┏━━

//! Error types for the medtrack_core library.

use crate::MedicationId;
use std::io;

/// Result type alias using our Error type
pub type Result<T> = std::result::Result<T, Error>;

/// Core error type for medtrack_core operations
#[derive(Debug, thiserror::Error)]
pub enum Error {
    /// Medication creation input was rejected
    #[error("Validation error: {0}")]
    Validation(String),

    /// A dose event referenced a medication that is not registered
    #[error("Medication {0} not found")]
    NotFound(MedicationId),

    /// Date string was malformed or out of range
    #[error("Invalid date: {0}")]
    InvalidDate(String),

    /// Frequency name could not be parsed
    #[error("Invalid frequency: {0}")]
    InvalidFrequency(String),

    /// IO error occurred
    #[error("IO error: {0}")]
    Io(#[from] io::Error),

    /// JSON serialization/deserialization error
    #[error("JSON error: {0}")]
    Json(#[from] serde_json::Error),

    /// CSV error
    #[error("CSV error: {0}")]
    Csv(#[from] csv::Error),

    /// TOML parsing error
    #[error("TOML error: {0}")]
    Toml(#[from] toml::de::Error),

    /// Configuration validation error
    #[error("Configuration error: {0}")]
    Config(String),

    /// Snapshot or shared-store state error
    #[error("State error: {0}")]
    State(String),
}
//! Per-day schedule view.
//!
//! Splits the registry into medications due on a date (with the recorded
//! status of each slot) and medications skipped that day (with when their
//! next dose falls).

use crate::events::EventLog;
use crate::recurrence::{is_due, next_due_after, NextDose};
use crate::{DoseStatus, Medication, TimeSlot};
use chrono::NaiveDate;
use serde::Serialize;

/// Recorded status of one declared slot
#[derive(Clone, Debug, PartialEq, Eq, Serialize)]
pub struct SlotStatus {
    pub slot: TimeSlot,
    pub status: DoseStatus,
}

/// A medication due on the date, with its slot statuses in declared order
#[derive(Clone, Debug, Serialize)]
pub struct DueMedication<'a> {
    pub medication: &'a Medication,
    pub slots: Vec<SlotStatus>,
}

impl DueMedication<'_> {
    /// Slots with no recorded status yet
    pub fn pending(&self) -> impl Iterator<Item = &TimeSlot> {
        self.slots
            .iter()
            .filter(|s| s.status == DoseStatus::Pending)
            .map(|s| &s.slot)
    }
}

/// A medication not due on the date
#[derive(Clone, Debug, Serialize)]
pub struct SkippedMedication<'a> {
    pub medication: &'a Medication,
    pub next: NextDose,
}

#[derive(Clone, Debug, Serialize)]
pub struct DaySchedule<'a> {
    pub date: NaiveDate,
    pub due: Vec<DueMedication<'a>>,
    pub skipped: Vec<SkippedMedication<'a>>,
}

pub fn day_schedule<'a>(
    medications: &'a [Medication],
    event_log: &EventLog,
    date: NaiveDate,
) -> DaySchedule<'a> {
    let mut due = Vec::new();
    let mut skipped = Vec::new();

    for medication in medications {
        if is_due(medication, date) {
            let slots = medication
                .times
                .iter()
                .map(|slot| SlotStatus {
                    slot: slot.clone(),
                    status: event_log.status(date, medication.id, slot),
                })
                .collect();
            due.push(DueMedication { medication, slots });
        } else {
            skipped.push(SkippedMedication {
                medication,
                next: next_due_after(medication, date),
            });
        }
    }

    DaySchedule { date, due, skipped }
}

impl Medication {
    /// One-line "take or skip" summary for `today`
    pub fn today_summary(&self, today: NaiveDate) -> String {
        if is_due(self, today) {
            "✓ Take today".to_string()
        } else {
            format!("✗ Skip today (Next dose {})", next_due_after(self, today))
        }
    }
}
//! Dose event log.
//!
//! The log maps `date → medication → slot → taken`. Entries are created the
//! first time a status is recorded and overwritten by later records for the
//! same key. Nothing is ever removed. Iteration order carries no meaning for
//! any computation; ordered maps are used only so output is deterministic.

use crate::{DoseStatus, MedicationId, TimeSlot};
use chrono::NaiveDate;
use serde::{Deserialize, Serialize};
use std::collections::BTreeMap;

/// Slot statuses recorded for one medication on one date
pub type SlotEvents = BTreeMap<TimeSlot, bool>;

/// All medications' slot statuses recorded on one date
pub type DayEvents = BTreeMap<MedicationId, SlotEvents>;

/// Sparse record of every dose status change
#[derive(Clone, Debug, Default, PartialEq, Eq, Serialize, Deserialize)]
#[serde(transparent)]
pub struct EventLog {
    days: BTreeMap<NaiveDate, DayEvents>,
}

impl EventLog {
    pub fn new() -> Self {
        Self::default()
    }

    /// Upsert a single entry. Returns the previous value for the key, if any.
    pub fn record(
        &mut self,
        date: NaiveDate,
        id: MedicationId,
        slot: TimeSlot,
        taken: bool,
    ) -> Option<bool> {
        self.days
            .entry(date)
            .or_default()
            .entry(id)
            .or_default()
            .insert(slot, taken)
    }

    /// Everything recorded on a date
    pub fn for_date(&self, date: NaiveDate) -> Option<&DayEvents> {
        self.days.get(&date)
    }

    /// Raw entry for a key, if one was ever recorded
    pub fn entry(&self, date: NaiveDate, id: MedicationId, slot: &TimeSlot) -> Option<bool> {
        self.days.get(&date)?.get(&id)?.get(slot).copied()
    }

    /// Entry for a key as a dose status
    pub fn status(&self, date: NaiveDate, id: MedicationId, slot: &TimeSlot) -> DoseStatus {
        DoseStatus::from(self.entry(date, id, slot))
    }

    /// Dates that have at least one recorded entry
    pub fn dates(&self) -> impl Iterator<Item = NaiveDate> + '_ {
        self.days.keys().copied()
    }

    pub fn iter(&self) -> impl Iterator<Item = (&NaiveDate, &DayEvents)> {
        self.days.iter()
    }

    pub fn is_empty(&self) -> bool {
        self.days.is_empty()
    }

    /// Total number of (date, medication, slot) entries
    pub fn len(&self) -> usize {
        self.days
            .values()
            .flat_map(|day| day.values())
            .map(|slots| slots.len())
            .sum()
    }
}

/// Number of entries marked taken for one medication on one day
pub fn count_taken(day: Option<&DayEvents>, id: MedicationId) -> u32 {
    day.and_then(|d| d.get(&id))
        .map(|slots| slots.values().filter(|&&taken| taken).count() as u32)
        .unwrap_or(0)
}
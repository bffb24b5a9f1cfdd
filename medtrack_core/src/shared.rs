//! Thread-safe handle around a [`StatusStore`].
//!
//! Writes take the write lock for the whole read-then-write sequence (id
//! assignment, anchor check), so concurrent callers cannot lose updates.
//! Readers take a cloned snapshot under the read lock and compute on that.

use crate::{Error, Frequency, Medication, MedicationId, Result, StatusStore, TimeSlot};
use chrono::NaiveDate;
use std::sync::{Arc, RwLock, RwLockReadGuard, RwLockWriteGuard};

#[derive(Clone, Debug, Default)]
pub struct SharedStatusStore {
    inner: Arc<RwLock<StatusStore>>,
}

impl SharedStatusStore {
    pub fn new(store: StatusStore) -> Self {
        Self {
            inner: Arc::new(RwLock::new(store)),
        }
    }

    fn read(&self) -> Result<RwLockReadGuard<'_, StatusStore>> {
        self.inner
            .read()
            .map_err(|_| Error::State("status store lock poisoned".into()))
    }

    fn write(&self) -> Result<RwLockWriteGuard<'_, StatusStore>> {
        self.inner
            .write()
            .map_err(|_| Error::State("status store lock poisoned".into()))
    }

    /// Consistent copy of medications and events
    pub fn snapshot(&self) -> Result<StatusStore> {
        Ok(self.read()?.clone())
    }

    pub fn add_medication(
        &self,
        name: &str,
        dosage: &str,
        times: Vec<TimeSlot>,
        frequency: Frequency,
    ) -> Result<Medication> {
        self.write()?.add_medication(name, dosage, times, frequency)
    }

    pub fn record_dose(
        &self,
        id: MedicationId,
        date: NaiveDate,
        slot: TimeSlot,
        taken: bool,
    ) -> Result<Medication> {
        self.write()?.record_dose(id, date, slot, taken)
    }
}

┗━━

Retype every line of the material exactly as given.

//! Error types for the medtrack_core library.

use crate::MedicationId;
use std::io;

/// Result type alias using our Error type
pub type Result<T> = std::result::Result<T, Error>;

/// Core error type for medtrack_core operations
#[derive(Debug, thiserror::Error)]
pub enum Error {
    /// Medication creation input was rejected
    #[error("Validation error: {0}")]
    Validation(String),

    /// A dose event referenced a medication that is not registered
    #[error("Medication {0} not found")]
    NotFound(MedicationId),

    /// Date string was malformed or out of range
    #[error("Invalid date: {0}")]
    InvalidDate(String),

    /// Frequency name could not be parsed
    #[error("Invalid frequency: {0}")]
    InvalidFrequency(String),

    /// IO error occurred
    #[error("IO error: {0}")]
    Io(#[from] io::Error),

    /// JSON serialization/deserialization error
    #[error("JSON error: {0}")]
    Json(#[from] serde_json::Error),

    /// CSV error
    #[error("CSV error: {0}")]
    Csv(#[from] csv::Error),

    /// TOML parsing error
    #[error("TOML error: {0}")]
    Toml(#[from] toml::de::Error),

    /// Configuration validation error
    #[error("Configuration error: {0}")]
    Config(String),

    /// Snapshot or shared-store state error
    #[error("State error: {0}")]
    State(String),
}
//! Per-day schedule view.
//!
//! Splits the registry into medications due on a date (with the recorded
//! status of each slot) and medications skipped that day (with when their
//! next dose falls).

use crate::events::EventLog;
use crate::recurrence::{is_due, next_due_after, NextDose};
use crate::{DoseStatus, Medication, TimeSlot};
use chrono::NaiveDate;
use serde::Serialize;

/// Recorded status of one declared slot
#[derive(Clone, Debug, PartialEq, Eq, Serialize)]
pub struct SlotStatus {
    pub slot: TimeSlot,
    pub status: DoseStatus,
}

/// A medication due on the date, with its slot statuses in declared order
#[derive(Clone, Debug, Serialize)]
pub struct DueMedication<'a> {
    pub medication: &'a Medication,
    pub slots: Vec<SlotStatus>,
}

impl DueMedication<'_> {
    /// Slots with no recorded status yet
    pub fn pending(&self) -> impl Iterator<Item = &TimeSlot> {
        self.slots
            .iter()
            .filter(|s| s.status == DoseStatus::Pending)
            .map(|s| &s.slot)
    }
}

/// A medication not due on the date
#[derive(Clone, Debug, Serialize)]
pub struct SkippedMedication<'a> {
    pub medication: &'a Medication,
    pub next: NextDose,
}

#[derive(Clone, Debug, Serialize)]
pub struct DaySchedule<'a> {
    pub date: NaiveDate,
    pub due: Vec<DueMedication<'a>>,
    pub skipped: Vec<SkippedMedication<'a>>,
}

pub fn day_schedule<'a>(
    medications: &'a [Medication],
    event_log: &EventLog,
    date: NaiveDate,
) -> DaySchedule<'a> {
    let mut due = Vec::new();
    let mut skipped = Vec::new();

    for medication in medications {
        if is_due(medication, date) {
            let slots = medication
                .times
                .iter()
                .map(|slot| SlotStatus {
                    slot: slot.clone(),
                    status: event_log.status(date, medication.id, slot),
                })
                .collect();
            due.push(DueMedication { medication, slots });
        } else {
            skipped.push(SkippedMedication {
                medication,
                next: next_due_after(medication, date),
            });
        }
    }

    DaySchedule { date, due, skipped }
}

impl Medication {
    /// One-line "take or skip" summary for `today`
    pub fn today_summary(&self, today: NaiveDate) -> String {
        if is_due(self, today) {
            "✓ Take today".to_string()
        } else {
            format!("✗ Skip today (Next dose {})", next_due_after(self, today))
        }
    }
}
//! Dose event log.
//!
//! The log maps `date → medication → slot → taken`. Entries are created the
//! first time a status is recorded and overwritten by later records for the
//! same key. Nothing is ever removed. Iteration order carries no meaning for
//! any computation; ordered maps are used only so output is deterministic.

use crate::{DoseStatus, MedicationId, TimeSlot};
use chrono::NaiveDate;
use serde::{Deserialize, Serialize};
use std::collections::BTreeMap;

/// Slot statuses recorded for one medication on one date
pub type SlotEvents = BTreeMap<TimeSlot, bool>;

/// All medications' slot statuses recorded on one date
pub type DayEvents = BTreeMap<MedicationId, SlotEvents>;

/// Sparse record of every dose status change
#[derive(Clone, Debug, Default, PartialEq, Eq, Serialize, Deserialize)]
#[serde(transparent)]
pub struct EventLog {
    days: BTreeMap<NaiveDate, DayEvents>,
}

impl EventLog {
    pub fn new() -> Self {
        Self::default()
    }

    /// Upsert a single entry. Returns the previous value for the key, if any.
    pub fn record(
        &mut self,
        date: NaiveDate,
        id: MedicationId,
        slot: TimeSlot,
        taken: bool,
    ) -> Option<bool> {
        self.days
            .entry(date)
            .or_default()
            .entry(id)
            .or_default()
            .insert(slot, taken)
    }

    /// Everything recorded on a date
    pub fn for_date(&self, date: NaiveDate) -> Option<&DayEvents> {
        self.days.get(&date)
    }

    /// Raw entry for a key, if one was ever recorded
    pub fn entry(&self, date: NaiveDate, id: MedicationId, slot: &TimeSlot) -> Option<bool> {
        self.days.get(&date)?.get(&id)?.get(slot).copied()
    }

    /// Entry for a key as a dose status
    pub fn status(&self, date: NaiveDate, id: MedicationId, slot: &TimeSlot) -> DoseStatus {
        DoseStatus::from(self.entry(date, id, slot))
    }

    /// Dates that have at least one recorded entry
    pub fn dates(&self) -> impl Iterator<Item = NaiveDate> + '_ {
        self.days.keys().copied()
    }

    pub fn iter(&self) -> impl Iterator<Item = (&NaiveDate, &DayEvents)> {
        self.days.iter()
    }

    pub fn is_empty(&self) -> bool {
        self.days.is_empty()
    }

    /// Total number of (date, medication, slot) entries
    pub fn len(&self) -> usize {
        self.days
            .values()
            .flat_map(|day| day.values())
            .map(|slots| slots.len())
            .sum()
    }
}

/// Number of entries marked taken for one medication on one day
pub fn count_taken(day: Option<&DayEvents>, id: MedicationId) -> u32 {
    day.and_then(|d| d.get(&id))
        .map(|slots| slots.values().filter(|&&taken| taken).count() as u32)
        .unwrap_or(0)
}
repository bffb24b5a9f1cfdd
filename medtrack_core/src/shared.rs
//! Thread-safe handle around a [`StatusStore`].
//!
//! Writes take the write lock for the whole read-then-write sequence (id
//! assignment, anchor check), so concurrent callers cannot lose updates.
//! Readers take a cloned snapshot under the read lock and compute on that.

use crate::{Error, Frequency, Medication, MedicationId, Result, StatusStore, TimeSlot};
use chrono::NaiveDate;
use std::sync::{Arc, RwLock, RwLockReadGuard, RwLockWriteGuard};

#[derive(Clone, Debug, Default)]
pub struct SharedStatusStore {
    inner: Arc<RwLock<StatusStore>>,
}

impl SharedStatusStore {
    pub fn new(store: StatusStore) -> Self {
        Self {
            inner: Arc::new(RwLock::new(store)),
        }
    }

    fn read(&self) -> Result<RwLockReadGuard<'_, StatusStore>> {
        self.inner
            .read()
            .map_err(|_| Error::State("status store lock poisoned".into()))
    }

    fn write(&self) -> Result<RwLockWriteGuard<'_, StatusStore>> {
        self.inner
            .write()
            .map_err(|_| Error::State("status store lock poisoned".into()))
    }

    /// Consistent copy of medications and events
    pub fn snapshot(&self) -> Result<StatusStore> {
        Ok(self.read()?.clone())
    }

    pub fn add_medication(
        &self,
        name: &str,
        dosage: &str,
        times: Vec<TimeSlot>,
        frequency: Frequency,
    ) -> Result<Medication> {
        self.write()?.add_medication(name, dosage, times, frequency)
    }

    pub fn record_dose(
        &self,
        id: MedicationId,
        date: NaiveDate,
        slot: TimeSlot,
        taken: bool,
    ) -> Result<Medication> {
        self.write()?.record_dose(id, date, slot, taken)
    }
}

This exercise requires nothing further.